Work instruction
In the listing beneath this line, copy exactly the lines starting with the one containing "filename crates/hardware/tests/unit/mmu/translation.rs" and going on through the one containing "use pretty_assertions::assert_eq;".

Start of Entries shown

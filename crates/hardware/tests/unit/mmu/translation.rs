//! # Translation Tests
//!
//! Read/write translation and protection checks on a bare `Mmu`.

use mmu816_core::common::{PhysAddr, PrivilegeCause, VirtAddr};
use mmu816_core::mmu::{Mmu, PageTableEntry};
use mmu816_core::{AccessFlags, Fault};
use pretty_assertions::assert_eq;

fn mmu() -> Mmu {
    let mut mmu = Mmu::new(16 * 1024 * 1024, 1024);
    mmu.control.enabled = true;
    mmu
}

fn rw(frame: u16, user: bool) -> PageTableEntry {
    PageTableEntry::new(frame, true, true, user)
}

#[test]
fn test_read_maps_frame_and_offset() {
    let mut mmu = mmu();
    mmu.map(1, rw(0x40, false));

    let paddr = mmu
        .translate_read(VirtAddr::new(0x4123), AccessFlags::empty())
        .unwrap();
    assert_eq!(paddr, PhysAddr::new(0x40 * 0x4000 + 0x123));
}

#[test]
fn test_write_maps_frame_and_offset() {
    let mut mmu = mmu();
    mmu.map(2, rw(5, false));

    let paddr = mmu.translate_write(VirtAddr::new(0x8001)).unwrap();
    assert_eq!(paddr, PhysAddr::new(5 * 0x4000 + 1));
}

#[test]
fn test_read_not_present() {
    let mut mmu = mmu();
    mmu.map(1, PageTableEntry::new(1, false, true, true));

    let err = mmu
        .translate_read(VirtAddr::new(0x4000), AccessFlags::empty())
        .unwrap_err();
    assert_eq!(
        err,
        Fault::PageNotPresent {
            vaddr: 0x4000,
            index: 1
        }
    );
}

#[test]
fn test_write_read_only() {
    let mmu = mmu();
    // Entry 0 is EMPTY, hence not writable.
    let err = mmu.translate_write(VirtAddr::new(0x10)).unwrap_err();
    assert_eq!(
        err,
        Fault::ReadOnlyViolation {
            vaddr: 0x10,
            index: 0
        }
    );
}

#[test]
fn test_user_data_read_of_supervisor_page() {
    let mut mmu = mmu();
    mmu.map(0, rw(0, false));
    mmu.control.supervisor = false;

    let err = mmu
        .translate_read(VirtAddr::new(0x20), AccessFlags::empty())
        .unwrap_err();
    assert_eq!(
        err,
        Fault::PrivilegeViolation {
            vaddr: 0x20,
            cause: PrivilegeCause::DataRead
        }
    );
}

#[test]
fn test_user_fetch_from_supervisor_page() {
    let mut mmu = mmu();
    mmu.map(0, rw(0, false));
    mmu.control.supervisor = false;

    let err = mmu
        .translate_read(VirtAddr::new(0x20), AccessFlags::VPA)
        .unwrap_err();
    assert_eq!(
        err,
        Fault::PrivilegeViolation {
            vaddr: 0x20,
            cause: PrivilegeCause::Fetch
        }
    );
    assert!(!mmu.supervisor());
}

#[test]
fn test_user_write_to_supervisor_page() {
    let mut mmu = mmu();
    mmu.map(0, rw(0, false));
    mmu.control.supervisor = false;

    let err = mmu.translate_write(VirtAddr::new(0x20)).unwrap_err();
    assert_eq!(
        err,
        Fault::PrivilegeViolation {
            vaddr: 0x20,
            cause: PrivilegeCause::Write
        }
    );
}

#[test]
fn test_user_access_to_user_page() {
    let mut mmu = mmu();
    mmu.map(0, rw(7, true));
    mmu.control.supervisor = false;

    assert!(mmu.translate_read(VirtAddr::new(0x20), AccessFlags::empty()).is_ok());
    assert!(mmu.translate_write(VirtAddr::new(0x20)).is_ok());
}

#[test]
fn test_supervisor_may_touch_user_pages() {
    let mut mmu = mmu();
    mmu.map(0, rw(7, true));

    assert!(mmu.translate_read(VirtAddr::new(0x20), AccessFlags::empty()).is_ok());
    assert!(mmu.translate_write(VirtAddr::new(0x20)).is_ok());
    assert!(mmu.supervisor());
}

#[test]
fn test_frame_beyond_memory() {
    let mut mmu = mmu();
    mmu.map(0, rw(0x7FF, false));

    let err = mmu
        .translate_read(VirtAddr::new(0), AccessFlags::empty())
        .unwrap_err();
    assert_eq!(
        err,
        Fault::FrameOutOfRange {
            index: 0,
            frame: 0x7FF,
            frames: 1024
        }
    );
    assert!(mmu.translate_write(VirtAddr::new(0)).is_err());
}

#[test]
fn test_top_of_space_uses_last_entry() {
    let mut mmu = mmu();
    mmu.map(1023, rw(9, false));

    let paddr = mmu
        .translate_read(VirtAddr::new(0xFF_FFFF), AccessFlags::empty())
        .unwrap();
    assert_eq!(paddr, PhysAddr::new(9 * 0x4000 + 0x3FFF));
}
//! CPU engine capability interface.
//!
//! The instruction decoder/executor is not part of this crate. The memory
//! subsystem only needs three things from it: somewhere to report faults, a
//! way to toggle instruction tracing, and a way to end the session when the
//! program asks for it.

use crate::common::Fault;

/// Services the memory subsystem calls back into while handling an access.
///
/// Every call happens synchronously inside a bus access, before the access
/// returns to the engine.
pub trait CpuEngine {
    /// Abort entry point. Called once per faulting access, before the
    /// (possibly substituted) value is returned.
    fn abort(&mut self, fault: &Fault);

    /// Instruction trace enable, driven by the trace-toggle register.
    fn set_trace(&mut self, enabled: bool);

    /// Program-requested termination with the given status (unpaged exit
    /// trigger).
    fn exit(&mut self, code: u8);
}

End of Entries shown
Start of Entries shown

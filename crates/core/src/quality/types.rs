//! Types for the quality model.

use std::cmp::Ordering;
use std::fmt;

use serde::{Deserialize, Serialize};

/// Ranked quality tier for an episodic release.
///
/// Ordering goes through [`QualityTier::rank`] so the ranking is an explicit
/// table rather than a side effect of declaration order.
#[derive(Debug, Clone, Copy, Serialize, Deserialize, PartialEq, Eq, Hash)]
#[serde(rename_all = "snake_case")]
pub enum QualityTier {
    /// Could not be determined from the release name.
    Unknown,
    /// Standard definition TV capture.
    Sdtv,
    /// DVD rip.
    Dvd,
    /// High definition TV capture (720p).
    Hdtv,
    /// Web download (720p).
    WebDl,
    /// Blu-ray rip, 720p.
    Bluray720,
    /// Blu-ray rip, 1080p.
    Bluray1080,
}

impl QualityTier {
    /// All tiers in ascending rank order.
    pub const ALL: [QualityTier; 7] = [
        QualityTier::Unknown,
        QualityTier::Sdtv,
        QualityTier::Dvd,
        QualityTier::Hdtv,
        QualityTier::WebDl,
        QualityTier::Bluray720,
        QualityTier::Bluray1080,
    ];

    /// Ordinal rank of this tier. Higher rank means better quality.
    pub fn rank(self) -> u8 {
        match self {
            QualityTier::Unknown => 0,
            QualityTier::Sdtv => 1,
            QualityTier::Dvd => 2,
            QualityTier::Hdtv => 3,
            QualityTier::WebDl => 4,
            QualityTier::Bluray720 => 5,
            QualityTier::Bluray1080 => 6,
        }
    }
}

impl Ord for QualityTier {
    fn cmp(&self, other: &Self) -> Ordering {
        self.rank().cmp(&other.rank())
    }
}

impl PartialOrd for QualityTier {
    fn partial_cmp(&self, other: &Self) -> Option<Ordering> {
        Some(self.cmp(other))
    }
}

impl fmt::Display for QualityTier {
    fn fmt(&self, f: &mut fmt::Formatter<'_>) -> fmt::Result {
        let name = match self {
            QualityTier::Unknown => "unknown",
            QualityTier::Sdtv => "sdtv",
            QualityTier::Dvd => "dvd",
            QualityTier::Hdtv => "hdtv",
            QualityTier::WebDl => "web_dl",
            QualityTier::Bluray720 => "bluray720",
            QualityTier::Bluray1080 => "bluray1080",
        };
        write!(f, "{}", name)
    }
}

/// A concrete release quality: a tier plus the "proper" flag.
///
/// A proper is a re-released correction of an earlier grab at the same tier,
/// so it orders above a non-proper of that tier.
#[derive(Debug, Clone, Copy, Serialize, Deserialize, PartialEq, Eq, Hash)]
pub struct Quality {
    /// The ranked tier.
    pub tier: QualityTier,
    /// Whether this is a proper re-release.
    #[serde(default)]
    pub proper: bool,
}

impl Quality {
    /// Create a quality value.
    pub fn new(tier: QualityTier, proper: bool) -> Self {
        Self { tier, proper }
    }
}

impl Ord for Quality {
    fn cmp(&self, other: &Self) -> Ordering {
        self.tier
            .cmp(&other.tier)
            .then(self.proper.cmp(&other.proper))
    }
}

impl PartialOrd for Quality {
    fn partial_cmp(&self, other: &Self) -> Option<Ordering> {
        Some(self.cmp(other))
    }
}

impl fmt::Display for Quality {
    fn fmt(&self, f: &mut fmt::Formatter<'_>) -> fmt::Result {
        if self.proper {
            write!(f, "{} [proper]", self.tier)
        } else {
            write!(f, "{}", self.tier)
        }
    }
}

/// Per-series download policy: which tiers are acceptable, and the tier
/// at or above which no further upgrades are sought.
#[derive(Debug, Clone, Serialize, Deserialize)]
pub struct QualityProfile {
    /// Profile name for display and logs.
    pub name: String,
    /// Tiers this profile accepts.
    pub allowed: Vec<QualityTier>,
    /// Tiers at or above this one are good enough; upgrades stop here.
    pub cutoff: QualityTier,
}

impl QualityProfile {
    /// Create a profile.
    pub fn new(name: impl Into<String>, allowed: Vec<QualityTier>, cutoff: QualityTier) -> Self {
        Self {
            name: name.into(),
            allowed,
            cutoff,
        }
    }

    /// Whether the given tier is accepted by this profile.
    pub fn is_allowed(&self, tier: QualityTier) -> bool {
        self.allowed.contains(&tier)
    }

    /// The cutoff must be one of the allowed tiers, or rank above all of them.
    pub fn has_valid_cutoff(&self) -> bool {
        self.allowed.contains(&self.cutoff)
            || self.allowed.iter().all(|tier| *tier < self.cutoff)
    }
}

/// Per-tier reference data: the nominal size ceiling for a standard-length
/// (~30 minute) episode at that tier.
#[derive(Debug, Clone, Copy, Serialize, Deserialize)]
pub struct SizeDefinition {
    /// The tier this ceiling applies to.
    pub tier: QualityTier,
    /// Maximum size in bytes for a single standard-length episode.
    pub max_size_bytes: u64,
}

End of Entries shown
Start of Entries shown

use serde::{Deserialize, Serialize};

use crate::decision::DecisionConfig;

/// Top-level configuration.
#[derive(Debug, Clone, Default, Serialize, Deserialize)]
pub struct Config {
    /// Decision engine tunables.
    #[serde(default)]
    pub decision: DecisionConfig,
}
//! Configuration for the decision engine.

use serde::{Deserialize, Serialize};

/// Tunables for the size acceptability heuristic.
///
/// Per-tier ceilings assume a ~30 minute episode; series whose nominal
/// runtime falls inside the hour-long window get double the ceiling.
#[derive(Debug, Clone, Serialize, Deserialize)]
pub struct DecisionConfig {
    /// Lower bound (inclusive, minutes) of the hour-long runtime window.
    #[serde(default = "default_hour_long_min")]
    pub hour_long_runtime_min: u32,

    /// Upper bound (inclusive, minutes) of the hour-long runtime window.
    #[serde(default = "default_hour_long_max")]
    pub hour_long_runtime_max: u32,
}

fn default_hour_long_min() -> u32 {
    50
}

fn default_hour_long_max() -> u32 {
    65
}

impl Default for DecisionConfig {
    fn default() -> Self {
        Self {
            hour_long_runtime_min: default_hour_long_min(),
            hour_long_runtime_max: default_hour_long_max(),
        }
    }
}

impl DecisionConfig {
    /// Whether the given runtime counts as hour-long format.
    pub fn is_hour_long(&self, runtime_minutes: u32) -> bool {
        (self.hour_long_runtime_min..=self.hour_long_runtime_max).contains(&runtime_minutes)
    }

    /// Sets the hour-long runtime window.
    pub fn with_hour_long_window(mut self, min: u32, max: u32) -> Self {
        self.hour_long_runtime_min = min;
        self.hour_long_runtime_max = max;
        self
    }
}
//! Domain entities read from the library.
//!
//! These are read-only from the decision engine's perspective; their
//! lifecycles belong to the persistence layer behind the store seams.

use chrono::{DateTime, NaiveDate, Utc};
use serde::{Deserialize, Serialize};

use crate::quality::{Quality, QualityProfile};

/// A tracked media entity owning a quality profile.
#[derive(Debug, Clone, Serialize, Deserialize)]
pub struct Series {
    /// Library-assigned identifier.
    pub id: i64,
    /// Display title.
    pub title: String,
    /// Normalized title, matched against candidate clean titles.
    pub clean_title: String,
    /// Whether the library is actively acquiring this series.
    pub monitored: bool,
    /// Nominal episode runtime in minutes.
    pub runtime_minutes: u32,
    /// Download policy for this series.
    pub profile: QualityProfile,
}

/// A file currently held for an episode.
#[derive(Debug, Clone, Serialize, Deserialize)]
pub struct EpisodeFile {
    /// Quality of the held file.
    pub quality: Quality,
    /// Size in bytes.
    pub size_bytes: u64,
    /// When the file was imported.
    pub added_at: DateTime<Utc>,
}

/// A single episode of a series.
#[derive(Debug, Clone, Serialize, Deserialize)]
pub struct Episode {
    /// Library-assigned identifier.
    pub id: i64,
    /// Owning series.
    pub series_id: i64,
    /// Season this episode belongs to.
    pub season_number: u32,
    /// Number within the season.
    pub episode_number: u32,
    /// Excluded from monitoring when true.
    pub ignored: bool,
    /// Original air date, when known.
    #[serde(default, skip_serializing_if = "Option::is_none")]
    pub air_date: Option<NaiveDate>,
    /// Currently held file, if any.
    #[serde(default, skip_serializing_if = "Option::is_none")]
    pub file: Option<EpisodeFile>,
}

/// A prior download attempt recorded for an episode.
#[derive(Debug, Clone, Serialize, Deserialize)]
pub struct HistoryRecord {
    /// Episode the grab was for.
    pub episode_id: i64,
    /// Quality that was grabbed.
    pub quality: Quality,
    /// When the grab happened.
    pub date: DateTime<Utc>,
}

End of Entries shown

Exercise result
filename crates/hardware/tests/unit/mmu/translation.rs
//! # Translation Tests
//!
//! Read/write translation and protection checks on a bare `Mmu`.

use mmu816_core::common::{PhysAddr, PrivilegeCause, VirtAddr};
use mmu816_core::mmu::{Mmu, PageTableEntry};
use mmu816_core::{AccessFlags, Fault};
use pretty_assertions::assert_eq;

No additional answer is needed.